Moellering R C
New England Deaconess Hospital, Boston, Massachusetts 02215.
J Antimicrob Chemother. 1993 Jan;31 Suppl A:1-8. doi: 10.1093/jac/31.suppl_a.1.
A wide variety of beta-lactamases are found in clinical isolates of bacteria and, when present, these enzymes often result in resistance to one or more beta-lactam antibiotics. The prevalence of organisms with these enzymes has increased as beta-lactams have been increasingly used in clinical practice. This paper defines the nature of these enzymes and details the attempts to overcome the problem of resistance mediated by beta-lactamase, efforts which have culminated in the development of a series of effective beta-lactamase inhibitors which can be combined with beta-lactam antibiotics. The currently available compounds, clavulanic acid, sulbactam, and tazobactam are very effective inhibitors of many types of beta-lactamases, but there are additional enzymes which are resistant even to these inhibitors and which pose continuing challenges for the pharmaceutical chemist and clinician alike.

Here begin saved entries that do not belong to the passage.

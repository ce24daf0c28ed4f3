//! Built statements: SQL text plus ordered parameters.
//!
//! A [`Statement`] is what the builders hand to the connectivity layer. Its
//! text uses `?` placeholders; [`Statement::to_sql_with`] renumbers them as
//! `$1, $2, ...` for drivers such as `tokio-postgres`, and
//! [`Statement::params_ref`] lends the values for binding by position.

use crate::error::{SqlError, SqlResult};
use crate::parser::{is_quote, skip_quoted};
use crate::value::Value;
use serde::{Deserialize, Serialize};
use tokio_postgres::types::ToSql;

/// How placeholders are written in rendered SQL.
#[derive(Debug, Clone, Copy, PartialEq, Eq, Default, Serialize, Deserialize)]
pub enum PlaceholderStyle {
    /// `?` (as built)
    #[default]
    Question,
    /// `$1, $2, ...`
    Dollar,
}

/// SQL text and its positional parameters.
#[derive(Debug, Clone, PartialEq, Serialize, Deserialize)]
pub struct Statement {
    sql: String,
    params: Vec<Value>,
}

impl Statement {
    pub fn new(sql: impl Into<String>, params: Vec<Value>) -> Self {
        Self {
            sql: sql.into(),
            params,
        }
    }

    /// SQL text with `?` placeholders.
    pub fn sql(&self) -> &str {
        &self.sql
    }

    /// Parameters in placeholder order (bound at 1-based positions).
    pub fn params(&self) -> &[Value] {
        &self.params
    }

    pub fn into_parts(self) -> (String, Vec<Value>) {
        (self.sql, self.params)
    }

    /// Parameter refs compatible with `tokio-postgres`.
    pub fn params_ref(&self) -> Vec<&(dyn ToSql + Sync)> {
        self.params
            .iter()
            .map(|p| p as &(dyn ToSql + Sync))
            .collect()
    }

    /// Number of `?` placeholders outside quoted literals.
    pub fn placeholder_count(&self) -> usize {
        let mut count = 0;
        scan_placeholders(&self.sql, |_| count += 1);
        count
    }

    /// Check that every placeholder has exactly one parameter.
    pub fn validate(&self) -> SqlResult<()> {
        SqlError::check_parameter_count(&self.sql, self.placeholder_count(), self.params.len())
    }

    /// Render the text in the given placeholder style.
    pub fn to_sql_with(&self, style: PlaceholderStyle) -> String {
        match style {
            PlaceholderStyle::Question => self.sql.clone(),
            PlaceholderStyle::Dollar => {
                let mut out = String::with_capacity(self.sql.len() + self.params.len() * 2);
                let mut last = 0usize;
                let mut idx = 0usize;
                scan_placeholders(&self.sql, |pos| {
                    idx += 1;
                    out.push_str(&self.sql[last..pos]);
                    out.push('$');
                    out.push_str(&idx.to_string());
                    last = pos + 1;
                });
                out.push_str(&self.sql[last..]);
                out
            }
        }
    }
}

/// Call `f` with the byte offset of each `?` outside quoted literals.
fn scan_placeholders(sql: &str, mut f: impl FnMut(usize)) {
    let bytes = sql.as_bytes();
    let mut i = 0usize;
    while i < bytes.len() {
        match bytes[i] {
            b'?' => {
                f(i);
                i += 1;
            }
            b if is_quote(b) => match skip_quoted(bytes, i) {
                Some(end) => i = end,
                None => break,
            },
            _ => i += 1,
        }
    }
}

#[cfg(test)]
mod tests {
    use super::*;
    use crate::params;

    #[test]
    fn numbers_placeholders_in_order() {
        let stmt = Statement::new("SELECT * FROM t WHERE a = ? AND b = ?", params![1, "x"]);
        assert_eq!(
            stmt.to_sql_with(PlaceholderStyle::Dollar),
            "SELECT * FROM t WHERE a = $1 AND b = $2"
        );
        assert_eq!(stmt.to_sql_with(PlaceholderStyle::Question), stmt.sql());
        assert_eq!(stmt.params_ref().len(), 2);
    }

    #[test]
    fn ignores_question_marks_in_literals() {
        let stmt = Statement::new("SELECT '?' AS q, \"a?\" FROM t WHERE x = ?", params![1]);
        assert_eq!(stmt.placeholder_count(), 1);
        assert_eq!(
            stmt.to_sql_with(PlaceholderStyle::Dollar),
            "SELECT '?' AS q, \"a?\" FROM t WHERE x = $1"
        );
        assert!(stmt.validate().is_ok());
    }

    #[test]
    fn validate_reports_direction_of_mismatch() {
        let too_many = Statement::new("x = ?", params![1, 2]);
        assert!(matches!(
            too_many.validate(),
            Err(SqlError::TooManyParameters { slots: 1, given: 2, .. })
        ));

        let too_few = Statement::new("x = ? AND y = ?", params![1]);
        assert!(matches!(
            too_few.validate(),
            Err(SqlError::TooFewParameters { slots: 2, given: 1, .. })
        ));
    }
}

在临床分离的细菌中发现了各种各样的β-内酰胺酶,一旦存在,这些酶通常会导致对一种或多种β-内酰胺抗生素产生耐药性。随着β-内酰胺类药物在临床实践中的使用日益增加,携带这些酶的生物体的流行率也有所上升。本文阐述了这些酶的性质,并详细介绍了为克服由β-内酰胺酶介导的耐药性问题所做的努力,这些努力最终促成了一系列可与β-内酰胺抗生素联合使用的有效β-内酰胺酶抑制剂的开发。目前可用的化合物,克拉维酸、舒巴坦和他唑巴坦是许多类型β-内酰胺酶的非常有效的抑制剂,但仍有其他酶甚至对这些抑制剂具有抗性,这给药物化学家及临床医生都带来了持续的挑战。